Больших проблем с очередью на ВРТ в России нет. В Испании, например, она растягивается на три года, у нас такого нет. Более того, в 2017 году квота по Петербургу не была полностью выработана, из-за чего ее сократили на 2018 год на несколько сотен.

Но есть другая проблема — чиновники зачем-то начали делить квоты по конкретным медицинским центрам и в итоге часто люди не имеют выбора. Они хотят пойти лечиться по ОМС в конкретный центр, но им говорят: «Нет, на этот центр у нас квот уже нет, идите в другой, где они еще есть». То есть выбора у пациента уже нет. Не очень понятно, зачем это делается, но чиновники ставят вот такие палки в колеса.

Если же говорить о числах, то в целом в 2017 году мы выполнили больше 2 тысяч ВРТ, из них примерно 55 % — по ОМС.

— Сколько такие процедуры стоят без ОМС?

— В районе 140–150 тысяч, но цифра колеблется в зависимости от ситуации. Например, если вы хотите заранее сделать тестирование эмбриона на генетические патологии и заболевания, это стоит денег.

— Насколько эффективно такое тестирование?

— С высокой вероятностью оно может выявить потенциальные заболевания или патологии, но точно не 100 %. Мы всегда указываем не то, что у эмбриона обязательно будет какое-то заболевание, а пишем, что есть риски его развития. На этапе эмбриона просто невозможно сказать с точностью 100 %, потому что патология может развиться и в ходе беременности.

Сейчас мы проводим тестирование и на генетические патологии, характерные для конкретных семей, и на заболевания вроде синдрома Дауна. Получив от нас такую информацию потенциальные родители уже могут выбрать — использовать этот эмбрион или попробовать с другим, у которого нет таких рисков. Некоторые семьи оставляют этот эмбрион, несмотря на наши данные, и потом долго напоминают нам о результатах тестирования, если никаких патологий у ребенка в результате не развивается.

— Некоторые общественные институты, та же церковь, критикуют такой подход. Говорят, что нужно полагаться на волю Божью, а не на тестирование.
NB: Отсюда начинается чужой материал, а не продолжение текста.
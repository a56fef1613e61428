//! This module implements the observability for the deployer. It exposes
//! functions which represent events that are meaningful to the deployment
//! sequence. These functions are called when the corresponding events occur
//! and log them in a consistent format.

use {
    crate::domain::{deployment, eth},
    std::path::Path,
    tracing::level_filters::LevelFilter,
};

/// Setup the observability. The log argument configures the tokio tracing
/// framework.
pub fn init(log: &str, stderr_threshold: LevelFilter) {
    observe::tracing::initialize(log, stderr_threshold);
}

/// Like [`init`], but safe to call repeatedly. Useful for tests, which share
/// one process-wide subscriber per test binary.
#[cfg(test)]
pub fn init_for_tests(log: &str) {
    observe::tracing::initialize_reentrant(log);
}

/// Observe that a deployment run is starting.
pub fn deploying(artifact: &deployment::ArtifactName, network: &eth::NetworkId) {
    tracing::info!(%artifact, %network, "deploying contract");
}

/// Observe the resolved artifact.
pub fn artifact_resolved(artifact: &deployment::Artifact) {
    tracing::info!(
        name = %artifact.name,
        bytecode_bytes = artifact.bytecode.len(),
        "resolved artifact"
    );
}

/// Observe that the creation transaction was accepted by the node.
pub fn submitted(pending: &deployment::PendingDeployment) {
    tracing::info!(transaction = %pending.transaction, "submitted creation transaction");
}

/// Observe a confirmed deployment.
pub fn confirmed(deployment: &deployment::Deployment) {
    tracing::info!(
        contract = %deployment.contract,
        transaction = %deployment.transaction,
        "deployment confirmed"
    );
}

/// Observe that the deployment failed.
pub fn failed(err: &deployment::Failure) {
    tracing::error!(stage = %err.stage(), ?err, "deployment failed");
}

/// Observe that the deployment was recorded in the journal.
pub fn recorded(path: &Path) {
    tracing::debug!(?path, "deployment recorded");
}

/// Observe that recording the deployment failed. The deployment itself is
/// confirmed on chain; only the local record is missing.
pub fn record_failed(err: &anyhow::Error) {
    tracing::warn!(?err, "failed to record deployment");
}
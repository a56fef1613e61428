//! Compiled-artifact lookup over a build tool's output directory.
//!
//! The build writes one JSON file per contract in nested per-source folders
//! (e.g. `artifacts/contracts/Market.sol/PredictionMarket.json`), with
//! `<Name>.dbg.json` siblings pointing at debug output. An artifact file
//! carries the contract ABI and its creation bytecode; the bytecode is the
//! empty `0x` string for abstract or not yet compiled contracts.

use {
    crate::domain::{deployment, eth},
    anyhow::{Context as _, anyhow, bail},
    serde::Deserialize,
    std::path::{Path, PathBuf},
    tokio::fs,
};

/// Store of compiled contract artifacts under a local directory.
#[derive(Debug, Clone)]
pub struct Store {
    dir: PathBuf,
}

/// The subset of the artifact file format the deployer needs.
#[derive(Debug, Deserialize)]
struct File {
    abi: alloy_json_abi::JsonAbi,
    bytecode: eth::Bytes,
}

impl Store {
    pub fn new(dir: PathBuf) -> Self {
        Self { dir }
    }
}

#[async_trait::async_trait]
impl deployment::Artifacts for Store {
    async fn resolve(
        &self,
        name: &deployment::ArtifactName,
    ) -> anyhow::Result<deployment::Artifact> {
        let mut matches = find(&self.dir, &format!("{name}.json"))
            .await
            .with_context(|| format!("scanning artifacts directory {:?}", self.dir))?;
        let path = match matches.len() {
            0 => bail!("no artifact named {name} under {:?}", self.dir),
            1 => matches.remove(0),
            _ => bail!("artifact name {name} is ambiguous, it matches {matches:?}"),
        };
        let data = fs::read_to_string(&path)
            .await
            .with_context(|| format!("reading {path:?}"))?;
        let file: File =
            serde_json::from_str(&data).with_context(|| format!("malformed artifact {path:?}"))?;
        if file.bytecode.is_empty() {
            return Err(anyhow!(
                "artifact {name} has no creation bytecode, the contract is abstract or was not \
                 compiled"
            ));
        }
        Ok(deployment::Artifact {
            name: name.clone(),
            abi: file.abi,
            bytecode: file.bytecode,
        })
    }
}

/// Walks the directory tree collecting every file with the exact name. The
/// caller needs all matches to reject ambiguous names, and exact matching is
/// also what keeps `<Name>.dbg.json` debug output from matching
/// `<Name>.json`.
async fn find(root: &Path, file_name: &str) -> anyhow::Result<Vec<PathBuf>> {
    let mut pending = vec![root.to_owned()];
    let mut found = Vec::new();
    while let Some(dir) = pending.pop() {
        let mut entries = fs::read_dir(&dir)
            .await
            .with_context(|| format!("reading directory {dir:?}"))?;
        while let Some(entry) = entries
            .next_entry()
            .await
            .with_context(|| format!("reading directory {dir:?}"))?
        {
            let path = entry.path();
            if entry
                .file_type()
                .await
                .with_context(|| format!("inspecting {path:?}"))?
                .is_dir()
            {
                pending.push(path);
            } else if path.file_name().and_then(|name| name.to_str()) == Some(file_name) {
                found.push(path);
            }
        }
    }
    Ok(found)
}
Вы когда-нибудь сталкивались с тем, чтобы сами родители как-то скептически относились к своему ребенку из-за этого?

— Нет. Наоборот, есть другая проблема — в большинстве своем люди до безумия любят таких детей. Понимаете, в подавляющем большинстве случаев это долгожданный ребенок.

У нас была пациентка, которая долго не могла забеременеть и получила двойню на 13-й попытке ЭКО. Как она может скептически к ним относиться? Она предельно любит их. А была пациентка, которая сделала 21 попытку. Представляете, какое у них желание иметь ребенка.

Иметь детей — это инстинкт, который вменен человеку. Ты можешь его избегать — заняться учебой или карьерой, купить машину, квартиру — всё, что угодно. Но он тебя рано или поздно найдет.